A new report by Forrester Research argues that conclusions about shoppers born between 1980 and 2004 "often provide convenient excuses" for retailers hoping to explain away their shrinking market share. (Tweet This)
In reality, the report said, millennials are hardly the only generation to grow up alongside a major technological disruption—just think of the introduction of cellphones or the popularization of PCs and laptops.
What's more, millennials aren't the only group to adopt digital and mobile technologies, including 34 percent of online shoppers who are older than 65 and own a smartphone.
"Misleading media and hype lead [online business] executives to believe that these changes are somehow different from anything that's happened before, and that they must address these generational variances immediately or perish," Forrester analyst Sucharita Mulpuru said. "That perception is misguided at best, false at worst."
Retailers from Whole Foods to Macy's have been tweaking their business strategies to attract a younger shopper. Whole Foods said last month that it will launch a new, low-cost grocery format that caters to millennials; Macy's is testing an off-price concept and beefing up its millennial-facing wedding category.
But transforming a company's business plan to reach this group may not be worth it, Mulpuru said. For one, millennials are financially strapped. Households under the age of 25 shelled out 7 percent of their total spending on education in 2013, up from 1 percent in 1973.
They've also experienced more decline in real income than any other age group over that time frame. Compare that to the purchasing power of people ages 55 and older who, according to a recent report by FBIC, control more than three-fourths of the country's household net wealth.
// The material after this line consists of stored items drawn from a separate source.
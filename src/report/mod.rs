//! Report Assembly and Emission
//!
//! Builds the structured report consumed by external renderers, serializes
//! it to JSON, renders a minimal markdown view for the terminal, and emits
//! knowledge-base draft files. Every emitted draft carries the draft
//! workflow marker unconditionally — pushed articles must never appear
//! published.

use std::path::{Path, PathBuf};

use serde::Serialize;
use tracing::info;

use crate::analysis::TimelineEntry;
use crate::types::{KnowledgeGap, RecurringPattern, Result, TicketError};

/// Workflow marker stamped on every emitted draft
const DRAFT_WORKFLOW_STATE: &str = "draft";

/// Structured analysis report handed to external renderers
#[derive(Debug, Clone, Serialize)]
pub struct AnalysisReport {
    pub generated_at: String,
    pub source: String,
    pub ticket_count: usize,
    pub open_count: usize,
    /// False when the deterministic fallback produced the results
    pub ai_assisted: bool,
    pub patterns: Vec<RecurringPattern>,
    pub gaps: Vec<KnowledgeGap>,
    pub timeline: Vec<TimelineEntry>,
}

impl AnalysisReport {
    pub fn to_json(&self) -> Result<String> {
        Ok(serde_json::to_string_pretty(self)?)
    }

    /// Minimal markdown rendering for terminal output or file dumps
    pub fn render_markdown(&self) -> String {
        let mut out = String::new();
        out.push_str(&format!(
            "# Ticket Analysis ({})\n\nGenerated: {}\nTickets: {} ({} open)\nMode: {}\n",
            self.source,
            self.generated_at,
            self.ticket_count,
            self.open_count,
            if self.ai_assisted { "AI-assisted" } else { "basic detection" },
        ));

        if !self.patterns.is_empty() {
            out.push_str("\n## Recurring Patterns\n");
            for pattern in &self.patterns {
                out.push_str(&format!(
                    "\n### {} ({} occurrences)\n",
                    pattern.label, pattern.occurrence_count
                ));
                if !pattern.first_seen.is_empty() {
                    out.push_str(&format!(
                        "Seen: {} to {}\n",
                        pattern.first_seen, pattern.last_seen
                    ));
                }
                if !pattern.ticket_numbers.is_empty() {
                    out.push_str(&format!("Tickets: {}\n", pattern.ticket_numbers.join(", ")));
                }
                if !pattern.estimated_impact.is_empty() {
                    out.push_str(&format!("Impact: {}\n", pattern.estimated_impact));
                }
                if !pattern.suggested_resolution.is_empty() {
                    out.push_str(&format!("Suggested fix: {}\n", pattern.suggested_resolution));
                }
            }
        }

        if !self.gaps.is_empty() {
            out.push_str("\n## Knowledge Gaps\n");
            for gap in &self.gaps {
                out.push_str(&format!("\n### [{}] {}\n", gap.gap_type, gap.topic));
                if !gap.related_tickets.is_empty() {
                    out.push_str(&format!("Tickets: {}\n", gap.related_tickets.join(", ")));
                }
                out.push_str(&format!("Suggested title: {}\n", gap.suggested_title));
                if !gap.suggested_content.is_empty() {
                    out.push_str(&format!("{}\n", gap.suggested_content));
                }
            }
        }

        out
    }
}

// =============================================================================
// Knowledge-Base Drafts
// =============================================================================

/// A draft article ready for upstream push.
/// `workflow_state` is always the draft marker; there is no constructor
/// that produces anything else.
#[derive(Debug, Clone, Serialize)]
pub struct KbDraft {
    pub gap_type: String,
    pub topic: String,
    pub related_tickets: Vec<String>,
    pub suggested_title: String,
    pub suggested_content: String,
    pub workflow_state: String,
}

impl KbDraft {
    pub fn from_gap(gap: &KnowledgeGap) -> Self {
        Self {
            gap_type: gap.gap_type.to_string(),
            topic: gap.topic.clone(),
            related_tickets: gap.related_tickets.clone(),
            suggested_title: gap.suggested_title.clone(),
            suggested_content: gap.suggested_content.clone(),
            workflow_state: DRAFT_WORKFLOW_STATE.to_string(),
        }
    }
}

/// Write one JSON draft file per gap into `dir`, returning the paths
pub fn write_kb_drafts(gaps: &[KnowledgeGap], dir: &Path) -> Result<Vec<PathBuf>> {
    std::fs::create_dir_all(dir)?;

    let mut paths = Vec::new();
    for (index, gap) in gaps.iter().enumerate() {
        let draft = KbDraft::from_gap(gap);
        let filename = format!("{:03}-{}.json", index + 1, slugify(&gap.topic));
        let path = dir.join(filename);
        std::fs::write(&path, serde_json::to_string_pretty(&draft)?)?;
        paths.push(path);
    }

    info!("Wrote {} knowledge-base drafts to {}", paths.len(), dir.display());
    Ok(paths)
}

fn slugify(topic: &str) -> String {
    let slug: String = topic
        .to_lowercase()
        .chars()
        .map(|c| if c.is_ascii_alphanumeric() { c } else { '-' })
        .collect();
    let trimmed = slug.trim_matches('-');
    if trimmed.is_empty() {
        "untitled".to_string()
    } else {
        trimmed.chars().take(48).collect()
    }
}

/// Write the report itself (JSON or markdown, by extension)
pub fn write_report(report: &AnalysisReport, path: &Path) -> Result<()> {
    let extension = path
        .extension()
        .and_then(|e| e.to_str())
        .unwrap_or("")
        .to_lowercase();

    let contents = match extension.as_str() {
        "json" => report.to_json()?,
        "md" | "markdown" => report.render_markdown(),
        other => {
            return Err(TicketError::Report(format!(
                "Unsupported report extension '{other}': expected json or md"
            )));
        }
    };

    std::fs::write(path, contents)?;
    info!("Wrote report to {}", path.display());
    Ok(())
}

#[cfg(test)]
mod tests {
    use super::*;
    use crate::types::GapType;

    fn sample_report() -> AnalysisReport {
        AnalysisReport {
            generated_at: "2026-08-06".to_string(),
            source: "export".to_string(),
            ticket_count: 3,
            open_count: 1,
            ai_assisted: false,
            patterns: vec![RecurringPattern {
                label: "Category: Network > VPN".to_string(),
                occurrence_count: 3,
                ticket_numbers: vec!["INC0010001".to_string()],
                first_seen: "2026-01-01".to_string(),
                last_seen: "2026-02-01".to_string(),
                suggested_resolution: "Renew certificates".to_string(),
                estimated_impact: "Low - 3 occurrences, 1 still open".to_string(),
            }],
            gaps: vec![KnowledgeGap {
                gap_type: GapType::Missing,
                topic: "Printing".to_string(),
                related_tickets: vec!["INC0010002".to_string()],
                suggested_title: "Troubleshooting Printing issues".to_string(),
                suggested_content: "Cover queue resets.".to_string(),
            }],
            timeline: Vec::new(),
        }
    }

    #[test]
    fn test_markdown_rendering() {
        let markdown = sample_report().render_markdown();
        assert!(markdown.contains("# Ticket Analysis (export)"));
        assert!(markdown.contains("### Category: Network > VPN (3 occurrences)"));
        assert!(markdown.contains("### [Missing] Printing"));
        assert!(markdown.contains("basic detection"));
    }

    #[test]
    fn test_json_roundtrip() {
        let json = sample_report().to_json().unwrap();
        let value: serde_json::Value = serde_json::from_str(&json).unwrap();
        assert_eq!(value["ticket_count"], 3);
        assert_eq!(value["patterns"][0]["occurrence_count"], 3);
    }

    #[test]
    fn test_drafts_always_carry_draft_marker() {
        let gap = KnowledgeGap {
            gap_type: GapType::Stale,
            topic: "VPN Setup".to_string(),
            ..Default::default()
        };
        let draft = KbDraft::from_gap(&gap);
        assert_eq!(draft.workflow_state, "draft");
    }

    #[test]
    fn test_write_kb_drafts() {
        let dir = tempfile::tempdir().unwrap();
        let gaps = vec![
            KnowledgeGap {
                topic: "Printing & Scanning".to_string(),
                ..Default::default()
            },
            KnowledgeGap {
                topic: "VPN".to_string(),
                ..Default::default()
            },
        ];

        let paths = write_kb_drafts(&gaps, dir.path()).unwrap();
        assert_eq!(paths.len(), 2);
        assert!(paths[0].file_name().unwrap().to_str().unwrap().contains("printing"));

        let contents = std::fs::read_to_string(&paths[0]).unwrap();
        let value: serde_json::Value = serde_json::from_str(&contents).unwrap();
        assert_eq!(value["workflow_state"], "draft");
    }

    #[test]
    fn test_write_report_rejects_unknown_extension() {
        let dir = tempfile::tempdir().unwrap();
        let err = write_report(&sample_report(), &dir.path().join("report.pdf")).unwrap_err();
        assert!(matches!(err, TicketError::Report(_)));
    }

    #[test]
    fn test_slugify() {
        assert_eq!(slugify("Printing & Scanning"), "printing---scanning");
        assert_eq!(slugify("///"), "untitled");
    }
}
For another, attracting consumers at a young age no longer has the long-term benefits of creating a "customer for life"—something Mulpuru said doesn't exist in today's hypercompetitive retail landscape. According to Forrester, there were nearly twice as many bricks-and-mortar stores in 2014 as there were in 2002.
Deloitte's Kasey Lobaugh noted last month that thanks to lower barriers to entry in retail, the top 25 retailers by revenue lost 2 percent of their market share from 2009 to 2014.
He agreed that millennials are not that different than previous generations—they simply have more choices. Therefore, it makes sense that they would be less loyal to one particular retailer, when they can often get a better deal or more attractive product from another brand.
"At the end of the day, people are rational," he said.
Despite these challenges, both Lobaugh and Mulpuru agreed retailers can't ignore millennials, particularly if their product is an item a 20-something would want. In addition to weddings, these categories include baby products and automobiles, as the group starts to enter adulthood.
Mulpuru added that it's also critical to identify affluent, high-spending millennials, who can give retailers a disproportionate boost to their top lines.